Salinity stress is a major abiotic constraint limiting crop productivity, particularly in arid and semi-arid regions where altered precipitation patterns and high evapotranspiration accelerate soil salinisation. Millets, including pearl millet, finger millet, and foxtail millet, are recognised as climate-resilient crops with remarkable adaptability to marginal environments. Despite their inherent tolerance, salinity adversely affects their growth, germination, physiological functions, and yield through osmotic stress, ionic toxicity, and oxidative damage. This review synthesises current knowledge on the physiological, biochemical, and molecular mechanisms underlying salinity tolerance in millets, highlighting the role of osmolyte accumulation, antioxidant defence systems, ion homeostasis, and stress-responsive signalling pathways such as the SOS pathway.
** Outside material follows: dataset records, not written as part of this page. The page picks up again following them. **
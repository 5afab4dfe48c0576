//! Artifact serializer
//!
//! Encodes a compiled table plus symbol metadata into the byte layout
//! described in [`layout`](crate::weft::artifact::layout). Every collection
//! written here is already canonically ordered (vectors and `BTreeMap`s), so
//! the output is byte-for-byte reproducible.

use crate::weft::artifact::checksum::fnv1a64;
use crate::weft::artifact::layout::{
    ACTION_ACCEPT, ACTION_REDUCE, ACTION_SHIFT, ASSOC_LEFT, ASSOC_NONASSOC, ASSOC_NONE,
    ASSOC_RIGHT, FLAG_HIDDEN, FLAG_SKIP, FORMAT_VERSION, KIND_EOF, KIND_EXTERNAL, KIND_LITERAL,
    KIND_NONTERMINAL, KIND_PATTERN,
};
use crate::weft::artifact::Artifact;
use crate::weft::grammar::{Assoc, GrammarIr, SymbolKind};
use crate::weft::tables::{Action, ParseTable};

/// Serialize a compiled grammar.
pub fn encode(ir: &GrammarIr, table: &ParseTable) -> Artifact {
    let mut body = Vec::new();

    // state section: metadata, productions, states
    write_string(&mut body, &ir.name);
    write_u32(&mut body, ir.start);
    body.push(ir.glr as u8);

    write_u32(&mut body, ir.productions.len() as u32);
    for production in &ir.productions {
        write_u32(&mut body, production.lhs);
        write_u32(&mut body, production.rule_index);
        match production.prec {
            Some(prec) => {
                body.push(1);
                write_u32(&mut body, prec.level);
                body.push(match prec.assoc {
                    None => ASSOC_NONE,
                    Some(Assoc::Left) => ASSOC_LEFT,
                    Some(Assoc::Right) => ASSOC_RIGHT,
                    Some(Assoc::NonAssoc) => ASSOC_NONASSOC,
                });
            }
            None => {
                body.push(0);
                write_u32(&mut body, 0);
                body.push(ASSOC_NONE);
            }
        }
        write_u32(&mut body, production.rhs.len() as u32);
        for &symbol in &production.rhs {
            write_u32(&mut body, symbol);
        }
    }

    for (action_row, goto_row) in table.actions.iter().zip(&table.gotos) {
        write_u32(&mut body, action_row.len() as u32);
        for (&terminal, actions) in action_row {
            write_u32(&mut body, terminal);
            body.push(actions.len() as u8);
            for action in actions {
                match action {
                    Action::Shift(target) => {
                        body.push(ACTION_SHIFT);
                        write_u32(&mut body, *target);
                    }
                    Action::Reduce(production) => {
                        body.push(ACTION_REDUCE);
                        write_u32(&mut body, *production);
                    }
                    Action::Accept => {
                        body.push(ACTION_ACCEPT);
                        write_u32(&mut body, 0);
                    }
                }
            }
        }
        write_u32(&mut body, goto_row.len() as u32);
        for (&non_terminal, &target) in goto_row {
            write_u32(&mut body, non_terminal);
            write_u32(&mut body, target);
        }
    }

    // symbol section
    write_u32(&mut body, ir.terminal_count);
    for symbol in &ir.symbols {
        write_string(&mut body, &symbol.name);
        let (kind, payload) = match &symbol.kind {
            SymbolKind::Eof => (KIND_EOF, ""),
            SymbolKind::Literal(text) => (KIND_LITERAL, text.as_str()),
            SymbolKind::Pattern(pattern) => (KIND_PATTERN, pattern.as_str()),
            SymbolKind::External => (KIND_EXTERNAL, ""),
            SymbolKind::NonTerminal => (KIND_NONTERMINAL, ""),
        };
        body.push(kind);
        let mut flags = 0;
        if symbol.hidden {
            flags |= FLAG_HIDDEN;
        }
        if symbol.skip {
            flags |= FLAG_SKIP;
        }
        body.push(flags);
        write_string(&mut body, payload);
    }

    // header
    let mut bytes = Vec::with_capacity(20 + body.len());
    bytes.extend_from_slice(&FORMAT_VERSION.to_le_bytes());
    bytes.extend_from_slice(&table.state_count().to_le_bytes());
    bytes.extend_from_slice(&(ir.symbols.len() as u32).to_le_bytes());
    bytes.extend_from_slice(&fnv1a64(&body).to_le_bytes());
    bytes.extend_from_slice(&body);

    Artifact::from_bytes(bytes)
}

fn write_u32(out: &mut Vec<u8>, value: u32) {
    out.extend_from_slice(&value.to_le_bytes());
}

fn write_string(out: &mut Vec<u8>, value: &str) {
    write_u32(out, value.len() as u32);
    out.extend_from_slice(value.as_bytes());
}

#[cfg(test)]
mod tests {
    use super::*;
    use crate::weft::grammar::{build_ir, GrammarDescription};
    use crate::weft::tables::compile_tables;

    fn artifact_for(dsl: &str) -> Artifact {
        let ir = build_ir(&GrammarDescription::from_dsl(dsl).unwrap()).unwrap();
        let (table, _) = compile_tables(&ir).unwrap();
        encode(&ir, &table)
    }

    #[test]
    fn test_header_fields() {
        let artifact = artifact_for("token x = \"x\"\nrule s = x");
        assert_eq!(artifact.version(), Some(FORMAT_VERSION));
        assert!(artifact.len() > crate::weft::artifact::layout::HEADER_LEN);
    }

    #[test]
    fn test_encoding_is_deterministic() {
        let a = artifact_for("token x = \"x\"\ntoken y = \"y\"\nrule s = x y | y x");
        let b = artifact_for("token x = \"x\"\ntoken y = \"y\"\nrule s = x y | y x");
        assert_eq!(a.bytes(), b.bytes());
    }

    #[test]
    fn test_checksum_covers_body() {
        let artifact = artifact_for("token x = \"x\"\nrule s = x");
        let bytes = artifact.bytes();
        let stored = u64::from_le_bytes(bytes[12..20].try_into().unwrap());
        assert_eq!(stored, fnv1a64(&bytes[20..]));
    }
}
//! FIRST sets and nullability
//!
//! Computed once per grammar by fixpoint iteration and consulted during
//! item-set closure. Sets are `BTreeSet`s so every downstream iteration is
//! deterministic.

use std::collections::BTreeSet;

use crate::weft::grammar::{GrammarIr, SymbolId};

pub struct FirstSets {
    nullable: Vec<bool>,
    first: Vec<BTreeSet<SymbolId>>,
}

impl FirstSets {
    pub fn compute(ir: &GrammarIr) -> Self {
        let symbol_count = ir.symbols.len();
        let mut nullable = vec![false; symbol_count];
        let mut first: Vec<BTreeSet<SymbolId>> = vec![BTreeSet::new(); symbol_count];
        for terminal in 0..ir.terminal_count {
            first[terminal as usize].insert(terminal);
        }

        loop {
            let mut changed = false;
            for production in &ir.productions {
                let lhs = production.lhs as usize;
                let mut all_nullable = true;
                for &symbol in &production.rhs {
                    let additions: Vec<SymbolId> =
                        first[symbol as usize].iter().copied().collect();
                    for addition in additions {
                        changed |= first[lhs].insert(addition);
                    }
                    if !nullable[symbol as usize] {
                        all_nullable = false;
                        break;
                    }
                }
                if all_nullable && !nullable[lhs] {
                    nullable[lhs] = true;
                    changed = true;
                }
            }
            if !changed {
                break;
            }
        }

        FirstSets { nullable, first }
    }

    pub fn nullable(&self, symbol: SymbolId) -> bool {
        self.nullable[symbol as usize]
    }

    /// FIRST of a symbol sequence followed by a lookahead terminal
    pub fn first_of_seq(&self, seq: &[SymbolId], lookahead: SymbolId) -> BTreeSet<SymbolId> {
        let mut out = BTreeSet::new();
        for &symbol in seq {
            out.extend(self.first[symbol as usize].iter().copied());
            if !self.nullable[symbol as usize] {
                return out;
            }
        }
        out.insert(lookahead);
        out
    }
}
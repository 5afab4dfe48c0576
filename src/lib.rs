//! # weft
//!
//! A grammar compiler and parse-table loader for markup languages.
//!
//! The crate turns a declarative grammar description (rules, precedence,
//! token definitions, external lexical hooks) into a compact, versioned
//! parse-table artifact, and loads such artifacts back into an immutable
//! `Language` handle after validating binary compatibility.
//!
//! Pipeline
//!
//! ```text
//! description (.wg / .json / .yaml)
//!   -> grammar::GrammarDescription      declarative form
//!   -> grammar::GrammarIr               validated, interned, flattened
//!   -> tables::ParseTable               LR(1) automaton, conflicts resolved
//!   -> artifact::Artifact               versioned byte layout + checksum
//!   -> language::Language               loaded, validated, shareable handle
//! ```
//!
//! The handle hands out parse sessions; a session can carry an external
//! scanner for context-sensitive tokens (raw text inside markup tags and the
//! like). Incremental re-parsing is out of scope: sessions run a batch
//! table-driven driver, enough to exercise every compiled table end to end.

pub mod weft;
Recent advances in genomics, transcriptomics, and molecular breeding have facilitated the identification of key genes and quantitative trait loci associated with salinity tolerance. Biotechnological approaches, including transgenic strategies, gene pyramiding, and CRISPR/Cas-mediated genome editing, offer promising avenues for enhancing stress tolerance in millet crops. However, challenges such as limited genomic resources and transformation efficiency, particularly in finger millet, restrict the widespread application of these technologies. In addition to genetic improvement, agronomic interventions such as efficient irrigation, nutrient management, and the application of organic amendments (e.g., biochar, compost, and manure) play a crucial role in mitigating salinity stress and improving soil health. The integration of conventional breeding, modern biotechnological tools, and sustainable agronomic practices is essential for developing salinity-resilient millet cultivars. Overall, millets hold significant potential for ensuring food and nutritional security under saline and climate-stressed environments. Future research should focus on multi-disciplinary approaches, including high-throughput phenotyping, genome sequencing, and precision breeding, to accelerate the development of stress-tolerant and high-yielding millet varieties.